▸ Task data

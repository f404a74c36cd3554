use crate::config::{DomainKeywords, InsightConfig, contains_any};
use serde::{Deserialize, Serialize};
use std::fmt;

/// Business category of a dataset. Only picks narration phrasing.
#[derive(Debug, Clone, Copy, PartialEq, Eq, Hash, Serialize, Deserialize)]
#[serde(rename_all = "snake_case")]
pub enum DomainLabel {
    LeadManagement,
    Sales,
    Academic,
    Hr,
    Financial,
    ContactCrm,
    Analytics,
    Business,
}

impl fmt::Display for DomainLabel {
    fn fmt(&self, f: &mut fmt::Formatter<'_>) -> fmt::Result {
        f.write_str(match self {
            DomainLabel::LeadManagement => "lead management",
            DomainLabel::Sales => "sales",
            DomainLabel::Academic => "academic",
            DomainLabel::Hr => "HR",
            DomainLabel::Financial => "financial",
            DomainLabel::ContactCrm => "contact/CRM",
            DomainLabel::Analytics => "analytics",
            DomainLabel::Business => "business",
        })
    }
}

pub struct DomainClassifier<'a> {
    keywords: &'a DomainKeywords,
}

impl<'a> DomainClassifier<'a> {
    pub fn new(config: &'a InsightConfig) -> Self {
        DomainClassifier {
            keywords: &config.domains,
        }
    }

    /// Scores in tie-break order: lead, sales, academic, HR, financial. A
    /// keyword counts once when it occurs in any haystack.
    pub fn scores(&self, haystacks: &[String]) -> [(DomainLabel, usize); 5] {
        let score = |set: &[String]| {
            set.iter()
                .filter(|k| haystacks.iter().any(|h| h.contains(k.as_str())))
                .count()
        };
        [
            (DomainLabel::LeadManagement, score(&self.keywords.lead)),
            (DomainLabel::Sales, score(&self.keywords.sales)),
            (DomainLabel::Academic, score(&self.keywords.academic)),
            (DomainLabel::Hr, score(&self.keywords.hr)),
            (DomainLabel::Financial, score(&self.keywords.financial)),
        ]
    }

    /// Best keyword match over column names (and the file stem when given).
    /// With no match at all, falls back to contact data, then numeric-heavy
    /// analytics, then generic business.
    pub fn classify(
        &self,
        columns: &[String],
        file_name: Option<&str>,
        numeric_columns: usize,
    ) -> DomainLabel {
        let lowered: Vec<String> = columns.iter().map(|c| c.to_lowercase()).collect();
        let mut haystacks = lowered.clone();
        if let Some(name) = file_name {
            let stem = name.rsplit_once('.').map_or(name, |(stem, _)| stem);
            haystacks.push(stem.to_lowercase());
        }

        let mut best = (DomainLabel::Business, 0usize);
        for (label, score) in self.scores(&haystacks) {
            if score > best.1 {
                best = (label, score);
            }
        }
        if best.1 > 0 {
            return best.0;
        }

        let has = |keywords: &[String]| lowered.iter().any(|c| contains_any(c, keywords));
        if has(&self.keywords.email) && has(&self.keywords.phone) && has(&self.keywords.name) {
            return DomainLabel::ContactCrm;
        }
        if !columns.is_empty()
            && numeric_columns as f64 > columns.len() as f64 * self.keywords.analytics_numeric_ratio
        {
            return DomainLabel::Analytics;
        }
        DomainLabel::Business
    }
}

▸ The problem
Provide the count of lines in the records above that hold the word "lowered", with no other text.

▸ Output below
3